Since I was young, I always consider myself to be a relatively positive person. I try to see the good around me. It may be hard to believe since I seem to vent a lot on this blog, but it is better to do it this way than to personally rant to the people I find annoying. Whenever I face these annoying Muslims, I try to remind myself of a hadith where the Prophet said, “Whoever gives up an argument when he is in the right, a palace will be built for him in the middle (of Paradise).” I am not saying that I am right each time I find myself rolling my eyes at a claim made by a fellow Muslim, but at least I try to bite my tongue in hopes of something better. It is of course easier said than done, as I still find myself from time to time regretting the things I said to prove a point. After all, it is pointless arguing with those who are already set in their ways.

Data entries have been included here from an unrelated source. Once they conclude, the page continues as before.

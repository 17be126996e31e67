use glam::{Quat, Vec3};

use super::ErrorLatch;
use crate::chain::{resolve_links, ChainModel, LinkId, Skeleton};
use crate::config::{ChainFollowConfig, HeightMode, Normalization, PoseMode, RootMode, Smoothing, SolveMode};
use crate::dynamics::{OutputSmoother, WarmupBlender, WarmupInput, WarmupState};
use crate::error::ChainError;
use crate::frame::FrameInput;
use crate::math::vector::{height, safe_normal, with_height};
use crate::math::Transform;
use crate::output::BoneTransform;
use crate::solver::{RecordedPath, StabilityAdjuster, StrictPathSolver, UnstrictContext, UnstrictDirectionSolver};

const NODE: &str = "chain follow";
/// How far ahead of the root, in chain lengths, the straight reference pose aims.
const REFERENCE_REACH: f32 = 10.0;

/// Drives a body chain (spine, neck, centipede) toward an effector.
///
/// One instance per skeleton instance. Each [`evaluate`](Self::evaluate) refreshes
/// the chain from the base pose, solves in strict or unstrict mode, applies the
/// stability anchor, blends by the warm-up weight and returns component-space
/// transforms for the configured bones.
#[derive(Debug, Clone)]
pub struct ChainFollowSolver {
    config: ChainFollowConfig,
    setup_error: Option<ChainError>,
    chain: ChainModel,
    /// Straight pose solved alongside the chain in [`PoseMode::PreserveOriginal`].
    reference: ChainModel,
    unstrict: UnstrictDirectionSolver,
    reference_solver: UnstrictDirectionSolver,
    strict: StrictPathSolver,
    stability: Option<StabilityAdjuster>,
    warmup: WarmupBlender,
    smoother: OutputSmoother,
    initial_effector: Option<Transform>,
    errors: ErrorLatch,
    output: Vec<BoneTransform>,
}

impl ChainFollowSolver {
    /// `links` are skeleton bone indices, root first.
    pub fn new(config: ChainFollowConfig, links: Vec<LinkId>) -> Self {
        let unstrict = UnstrictDirectionSolver::from_config(&config);
        let reference_solver = UnstrictDirectionSolver::new(RootMode::Fixed, config.height, Normalization::Off);
        let strict = StrictPathSolver::new(config.precision, config.height, config.smooth_path);
        let stability = config
            .stability
            .map(|anchor| StabilityAdjuster::new(anchor, config.up_axis, config.forward_axis));
        let warmup = WarmupBlender::new(config.warmup, &config.speeds);
        let smoother = OutputSmoother::new(config.smoothing == Smoothing::Exponential);

        Self {
            setup_error: None,
            chain: ChainModel::new(links.clone()),
            reference: ChainModel::new(links),
            unstrict,
            reference_solver,
            strict,
            stability,
            warmup,
            smoother,
            initial_effector: None,
            errors: ErrorLatch::default(),
            output: Vec::new(),
            config,
        }
    }

    /// Resolves `bone_names` once. An unknown name leaves the solver permanently
    /// invalid: every evaluation reports it and the base pose passes through.
    pub fn from_bone_names<S, N>(config: ChainFollowConfig, skeleton: &S, bone_names: &[N]) -> Self
    where
        S: Skeleton + ?Sized,
        N: AsRef<str>,
    {
        match resolve_links(skeleton, bone_names) {
            Ok(links) => Self::new(config, links),
            Err(err) => {
                let mut solver = Self::new(config, Vec::new());
                solver.setup_error = Some(err);
                solver
            }
        }
    }

    pub fn config(&self) -> &ChainFollowConfig {
        &self.config
    }

    pub fn chain(&self) -> &ChainModel {
        &self.chain
    }

    pub fn warmup(&self) -> &WarmupBlender {
        &self.warmup
    }

    pub fn warmup_state(&self) -> WarmupState {
        self.warmup.state()
    }

    pub fn recorded_path(&self) -> &RecordedPath {
        self.strict.path()
    }

    pub fn last_detected_link(&self) -> Option<usize> {
        self.strict.last_detected()
    }

    /// The error that made the last evaluation pass through, if any.
    pub fn error(&self) -> Option<&ChainError> {
        self.errors.current()
    }

    /// Forgets all solver state; the next evaluation rebuilds from the base pose.
    pub fn reinitialize(&mut self) {
        self.chain.rebind();
        self.reference.rebind();
        self.strict = StrictPathSolver::new(self.config.precision, self.config.height, self.config.smooth_path);
        self.warmup.reinitialize();
        self.initial_effector = None;
    }

    pub fn evaluate(&mut self, frame: &FrameInput) -> Result<&[BoneTransform], ChainError> {
        if let Err(err) = self.prepare(frame) {
            self.errors.raise(NODE, &err);
            return Err(err);
        }
        self.errors.clear(NODE);

        let owner = frame.owner;
        let up = safe_normal(owner.transform_direction(self.config.up_axis)).unwrap_or(Vec3::Y);
        let forward = safe_normal(owner.transform_direction(self.config.forward_axis)).unwrap_or(Vec3::X);
        let target = self.calibrated_target(frame);

        self.warmup.update(&WarmupInput {
            dt: frame.dt,
            owner_position: owner.position,
            master_alpha: frame.master_alpha,
            reset_requested: frame.reset,
            context: frame.context,
        });

        if self.warmup.is_gated() {
            self.rest(&target, up);
        } else {
            self.solve(frame, &target, up, forward);
        }

        let snap = self.warmup.should_snap() || !self.smoother.enabled;
        let speed = self.warmup.smoothing_speed(&self.config.speeds);
        for link in self.chain.links_mut() {
            if snap {
                link.interpolated_pose = link.solved_pose;
            } else {
                self.smoother.smooth_link(link, frame.dt, speed);
            }
        }

        self.write_output(frame);
        Ok(self.output.as_slice())
    }

    fn prepare(&mut self, frame: &FrameInput) -> Result<(), ChainError> {
        if let Some(err) = &self.setup_error {
            return Err(err.clone());
        }
        self.config.validate()?;
        self.chain.refresh(frame.base_pose, &frame.owner)?;
        if self.config.pose == PoseMode::PreserveOriginal {
            self.reference.refresh(frame.base_pose, &frame.owner)?;
        }
        Ok(())
    }

    /// Effector in world space after the calibration options are applied.
    fn calibrated_target(&mut self, frame: &FrameInput) -> Transform {
        let mut target = frame.effector.to_world(&frame.owner);
        let initial = *self.initial_effector.get_or_insert(target);
        let calibration = self.config.effector;

        if calibration.scale_add {
            target.scale = divide_scale(target.scale, initial.scale);
        }
        if calibration.rotation_add {
            target.rotation = target.rotation * initial.rotation.inverse();
        }
        if calibration.rotation_relative_to_owner && self.config.mode == SolveMode::Unstrict {
            target.rotation = frame.owner.rotation.inverse() * target.rotation;
        }
        target.rotation = (calibration.tip_rotation_offset * target.rotation).normalize();

        if let Some(tip) = self.chain.tip() {
            target.scale *= tip.original_pose.scale;
        }
        target
    }

    /// Holds both chains on the base pose while the warm-up gate is closed.
    fn rest(&mut self, target: &Transform, up: Vec3) {
        let pinned = (self.config.height == HeightMode::GroundLimited).then(|| height(target.position, up));
        for chain in [&mut self.chain, &mut self.reference] {
            for link in chain.links_mut() {
                link.solved_pose = link.original_pose;
                if let Some(h) = pinned {
                    link.solved_pose.position = with_height(link.solved_pose.position, up, h);
                }
            }
        }
        if self.config.mode == SolveMode::Strict {
            self.strict.reseed(self.chain.links_mut(), target);
        }
    }

    fn solve(&mut self, frame: &FrameInput, target: &Transform, up: Vec3, forward: Vec3) {
        let ctx = UnstrictContext {
            dt: frame.dt,
            reference_heading: forward,
            up,
            owner_rotation: frame.owner.rotation,
            owner_speed: frame.owner_velocity.length(),
        };

        match self.config.mode {
            SolveMode::Unstrict => self.unstrict.solve(self.chain.links_mut(), target, &ctx),
            SolveMode::Strict => {
                self.strict.solve(self.chain.links_mut(), target, up);
            }
        }

        match self.config.pose {
            PoseMode::Absolute => {
                if let Some(stability) = &self.stability {
                    stability.adjust(self.chain.links_mut(), &frame.owner);
                }
            }
            PoseMode::PreserveOriginal => {
                self.solve_reference(target, &ctx);
                if let Some(stability) = &self.stability {
                    stability.adjust(self.reference.links_mut(), &frame.owner);
                }
            }
        }
    }

    /// Solves the reference chain toward a point far ahead of the root.
    fn solve_reference(&mut self, target: &Transform, ctx: &UnstrictContext) {
        let (Some(root), Some(tip)) = (self.reference.root(), self.reference.tip()) else {
            return;
        };
        let reach = self.reference.total_length().max(1.0) * REFERENCE_REACH;
        let mut ahead = root.original_pose.position + ctx.reference_heading * reach;
        if self.config.height == HeightMode::GroundLimited {
            ahead = with_height(ahead, ctx.up, height(target.position, ctx.up));
        }
        let far = Transform::new(ahead, ctx.owner_rotation, tip.original_pose.scale);
        self.reference_solver.solve(self.reference.links_mut(), &far, ctx);
    }

    fn write_output(&mut self, frame: &FrameInput) {
        let owner = frame.owner;
        let links = self.chain.links();
        let n = links.len();
        let base = |i: usize| frame.base_pose[links[i].identity.0];

        let mut posed: Vec<Transform> = links
            .iter()
            .enumerate()
            .map(|(i, link)| {
                let solved = link.interpolated_pose.relative_to(&owner);
                match (self.config.pose, self.reference.links().get(i)) {
                    (PoseMode::PreserveOriginal, Some(reference)) => {
                        let reference = reference.solved_pose.relative_to(&owner);
                        base(i).then(&reference.inverse()).then(&solved)
                    }
                    _ => solved,
                }
            })
            .collect();

        if self.config.pose == PoseMode::PreserveOriginal && n >= 2 {
            // The tip keeps its bind offset from its parent link.
            let tip_local = base(n - 1).relative_to(&base(n - 2));
            posed[n - 1].position = tip_local.then(&posed[n - 2]).position;
        }

        let overall = self.config.overall_rotation_offset;
        for (i, pose) in posed.iter_mut().enumerate().take(n.saturating_sub(1)) {
            if i == 0 && self.config.root == RootMode::Fixed {
                continue;
            }
            let per_link = self
                .config
                .per_link_rotation_offsets
                .get(i)
                .copied()
                .unwrap_or(Quat::IDENTITY);
            pose.rotation = (overall * per_link * pose.rotation).normalize();
        }

        let strict_miss = self.config.mode == SolveMode::Strict && self.strict.last_detected().is_none();
        let weight = self.warmup.weight(frame.master_alpha);

        self.output.clear();
        for (i, pose) in posed.into_iter().enumerate() {
            let base = base(i);
            let blended = if strict_miss || weight <= 0.0 {
                base
            } else if weight >= 1.0 {
                pose
            } else {
                base.lerp(&pose, weight)
            };
            let transform = if blended.is_finite() { blended } else { base };
            self.output.push(BoneTransform::new(links[i].identity, transform));
        }
    }
}

fn divide_scale(scale: Vec3, by: Vec3) -> Vec3 {
    let div = |a: f32, b: f32| if b.abs() > f32::EPSILON { a / b } else { a };
    Vec3::new(div(scale.x, by.x), div(scale.y, by.y), div(scale.z, by.z))
}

See, after seven months, I have come to a preliminary conclusion about the problem with the Malay-Muslim community around me (not the entire community, as I am against inaccurate generalization) is that we talk…a lot. And the saddest part is that we try to find justification in our nonsensical babbling. We call it a conversation filler so definitely it can’t be harmful. But we forget that as Muslims, our every action, however silly in our eyes, are judged by God – do we dare standing up in front of God on the Day of Judgement justifying our backbiting as part of an innocuous discussion of people? The more conversation I hear among the Malay-Muslims around me, the more I sympathize with them and the stronger my resolve to just get out of here. Since Malay-Muslims in this country have always had power by sheer number, we face a deficit where we think that we are always right. How can we be wrong; we are Muslims after all, adherents of the correct religion. If we are right, then the rest are definitely wrong. Therefore, everybody out there is, without doubt, determine to take on Muslims and see the downfall of Islam.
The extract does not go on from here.